And as I saw the title come up on the big screen during the previews, all I could think was, what kind of style guide was the studio using?

Nonstop is one word. Merriam-Webster says this, as does the AP Style Guide. The word looks stilted with the hyphen. Maybe the studio wants people to pause a bit while saying the title and you can easily picture Neeson growling to a frightened flight attendant, “This is a Non (pause) Stop flight. I don’t care if three F-16s appear and threaten to shoot us out of the sky, we are not stopping.” But even in that case he’d probably make it two words for dramatic purposes.

Movies often cause consternation for copy editors. For a long time a crossword I edited always had a clue about the “Julia Roberts movie Eat Pray _” and each time I shook my head.

“Should we put a comma here?”

I sometimes inserted commas, which I regret. Two wrongs, etc., etc.

Some posters and DVD covers of The 40-Year-Old Virgin failed to put the first hyphen — making it The 40 Year-Old Virgin — an inexcusable mistake.
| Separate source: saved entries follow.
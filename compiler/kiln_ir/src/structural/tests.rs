use super::*;
use crate::{ClassKind, InvokeKind, Origin};
use smallvec::smallvec;

fn helper(factory: &ItemFactory, holder: TypeId, callee: MethodRef, constant: i64) -> MethodDef {
    let int = factory.int_type();
    MethodDef {
        reference: factory.create_method(holder, "m", factory.intern_proto(int, &[int])),
        access: AccessFlags::synthetic_method(),
        code: Some(Code::new(
            2,
            vec![
                Instr::ConstInt {
                    dest: 1,
                    value: constant,
                },
                Instr::Invoke {
                    kind: InvokeKind::Static,
                    method: callee,
                    args: smallvec![0, 1],
                },
                Instr::MoveResult { dest: 0 },
                Instr::Return { reg: Some(0) },
            ],
        )),
        annotations: Vec::new(),
    }
}

struct Fixture {
    factory: ItemFactory,
    a: TypeId,
    b: TypeId,
    callee: MethodRef,
}

fn fixture() -> Fixture {
    let factory = ItemFactory::new();
    let a = factory.type_for_binary_name("p/A$$InternalSyntheticBackport$0");
    let b = factory.type_for_binary_name("p/B$$InternalSyntheticBackport$0");
    let target = factory.type_for_binary_name("java/lang/Math");
    let int = factory.int_type();
    let callee = factory.create_method(target, "abs", factory.intern_proto(int, &[int, int]));
    Fixture {
        factory,
        a,
        b,
        callee,
    }
}

fn hash_with(factory: &ItemFactory, map: RepresentativeMap<'_>, method: &MethodDef) -> u64 {
    let mut hasher = StructuralHasher::new(factory, map);
    hasher.hash_method_def(method);
    hasher.finish()
}

#[test]
fn same_body_same_hash_under_holder_map() {
    let f = fixture();
    let void = f.factory.void_type();
    let (a, b) = (f.a, f.b);
    let map = move |ty: TypeId| if ty == a || ty == b { void } else { ty };
    let m1 = helper(&f.factory, f.a, f.callee, 7);
    let m2 = helper(&f.factory, f.b, f.callee, 7);
    assert_eq!(hash_with(&f.factory, &map, &m1), hash_with(&f.factory, &map, &m2));
}

#[test]
fn different_holder_different_hash_without_map() {
    let f = fixture();
    let identity = |ty: TypeId| ty;
    let m1 = helper(&f.factory, f.a, f.callee, 7);
    let m2 = helper(&f.factory, f.b, f.callee, 7);
    assert_ne!(
        hash_with(&f.factory, &identity, &m1),
        hash_with(&f.factory, &identity, &m2)
    );
}

#[test]
fn different_value_different_hash() {
    let f = fixture();
    let identity = |ty: TypeId| ty;
    let m1 = helper(&f.factory, f.a, f.callee, 7);
    let m2 = helper(&f.factory, f.a, f.callee, 8);
    assert_ne!(
        hash_with(&f.factory, &identity, &m1),
        hash_with(&f.factory, &identity, &m2)
    );
}

#[test]
fn hash_is_independent_of_interning_order() {
    let first = ItemFactory::new();
    let second = ItemFactory::new();
    // Intern unrelated text first so handles differ between factories.
    second.intern_name("padding-0");
    second.intern_type("Lunrelated/Type;");

    let hash_in = |factory: &ItemFactory| {
        let holder = factory.type_for_binary_name("p/A");
        let target = factory.type_for_binary_name("java/lang/Math");
        let int = factory.int_type();
        let callee = factory.create_method(target, "abs", factory.intern_proto(int, &[int, int]));
        let identity = |ty: TypeId| ty;
        hash_with(factory, &identity, &helper(factory, holder, callee, 3))
    };
    assert_eq!(hash_in(&first), hash_in(&second));
}

#[test]
fn comparator_maps_other_holder_onto_this() {
    let f = fixture();
    let (a, b) = (f.a, f.b);
    let m1 = helper(&f.factory, f.a, f.callee, 7);
    let m2 = helper(&f.factory, f.b, f.callee, 7);

    let map = move |ty: TypeId| if ty == b { a } else { ty };
    let comparator = StructuralComparator::new(&f.factory, &map);
    assert_eq!(comparator.cmp_method_def(&m1, &m2), Ordering::Equal);

    let identity = |ty: TypeId| ty;
    let strict = StructuralComparator::new(&f.factory, &identity);
    assert_eq!(strict.cmp_method_def(&m1, &m2), Ordering::Less);
}

#[test]
fn comparator_orders_by_constant() {
    let f = fixture();
    let identity = |ty: TypeId| ty;
    let comparator = StructuralComparator::new(&f.factory, &identity);
    let low = helper(&f.factory, f.a, f.callee, 1);
    let high = helper(&f.factory, f.a, f.callee, 2);
    assert_eq!(comparator.cmp_method_def(&low, &high), Ordering::Less);
    assert_eq!(comparator.cmp_method_def(&high, &low), Ordering::Greater);
}

#[test]
fn class_hash_ignores_origin() {
    let f = fixture();
    let identity = |ty: TypeId| ty;
    let mut c1 = DexClass::new(f.a, ClassKind::Program, Origin::new("one.jar"));
    let mut c2 = DexClass::new(f.a, ClassKind::Program, Origin::new("two.jar"));
    c1.methods.push(helper(&f.factory, f.a, f.callee, 1));
    c2.methods.push(helper(&f.factory, f.a, f.callee, 1));

    let mut h1 = StructuralHasher::new(&f.factory, &identity);
    h1.hash_class(&c1);
    let mut h2 = StructuralHasher::new(&f.factory, &identity);
    h2.hash_class(&c2);
    assert_eq!(h1.finish(), h2.finish());
    assert_eq!(
        StructuralComparator::new(&f.factory, &identity).cmp_class(&c1, &c2),
        Ordering::Equal
    );
}
#![allow(clippy::unwrap_used, clippy::expect_used)]

use super::*;
use kiln_ir::{ItemFactory, RewriteLens};
use std::sync::Arc;

#[test]
fn empty_builder_builds_nothing() {
    assert!(FinalizationLensBuilder::new().build().is_none());
}

#[test]
fn method_moves_also_move_the_holder() {
    let factory = ItemFactory::new();
    let proto = factory.intern_proto(factory.void_type(), &[]);
    let from_type = factory.type_for_binary_name("a/A$$InternalSyntheticBridge$1$0");
    let to_type = factory.type_for_binary_name("a/A$$Bridge0");
    let from = factory.create_method(from_type, "m", proto);
    let to = factory.create_method(to_type, "m", proto);

    let mut builder = FinalizationLensBuilder::new();
    builder.move_synthetic_method(from, to);
    assert_eq!(builder.map_type(from_type), to_type);
    assert_eq!(builder.map_method(from), Some(to));

    let delta = builder.build();
    let lens = RewriteLens::identity().with_delta(Arc::new(delta.unwrap()));
    assert_eq!(lens.lookup_type(from_type), to_type);
    assert_eq!(lens.lookup_method(from, &factory), to);
    assert_eq!(lens.original_method_signatures(to), vec![from]);
}

#[test]
fn fixer_changes_are_recorded() {
    let factory = ItemFactory::new();
    let a = factory.type_for_binary_name("a/A$$InternalSyntheticLambda$1$0");
    let b = factory.type_for_binary_name("a/A$$Lambda0");
    let mut builder = FinalizationLensBuilder::new();
    builder.move_synthetic_class(a, b);
    let field_a = factory.create_field(a, "f", factory.int_type());
    let field_b = factory.create_field(b, "f", factory.int_type());
    builder.record_field_change(field_a, field_b);
    let lens = RewriteLens::identity().with_delta(Arc::new(builder.build().unwrap()));
    assert_eq!(lens.lookup_field(field_a), field_b);
    assert!(lens.is_simple_renaming(a, b));
}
True story: People who know how to use hyphens have more sex.

As a believer in AP style — who also understands its flaws and finds plenty to be annoyed with — I would have liked the boring Will Smith movie Seven Pounds to be 7 Pounds, per guidelines. Again, I also think it stands out more — who has time to read a five-letter word when you can see the figure and know right away how much weight is involved?

The title 48 Hrs. never made sense to me. If it was for space reasons — maybe it was supposed to fit better on promotional material — does one extra space really make that much difference? Hours compared to Hrs.? Perhaps. A stickler — one of those crusty old copy editors who’s hated by everyone and knows everything but doesn’t really understand artistic license or breaking the rules occasionally — probably fought over the title Boyz N the Hood, likely agreeing with them that the z worked on boyz but imploring executives to make it Boyz In the Hood or at least ‘N.

Not that the title will keep me from seeing Non-Stop. I take great pleasure in watching Liam dismantle entire terrorist networks at his advanced age. But if there’s a Non-Stop 2, maybe he can be as brutal with the red pen in the boardroom as he is with a gun in the airplane.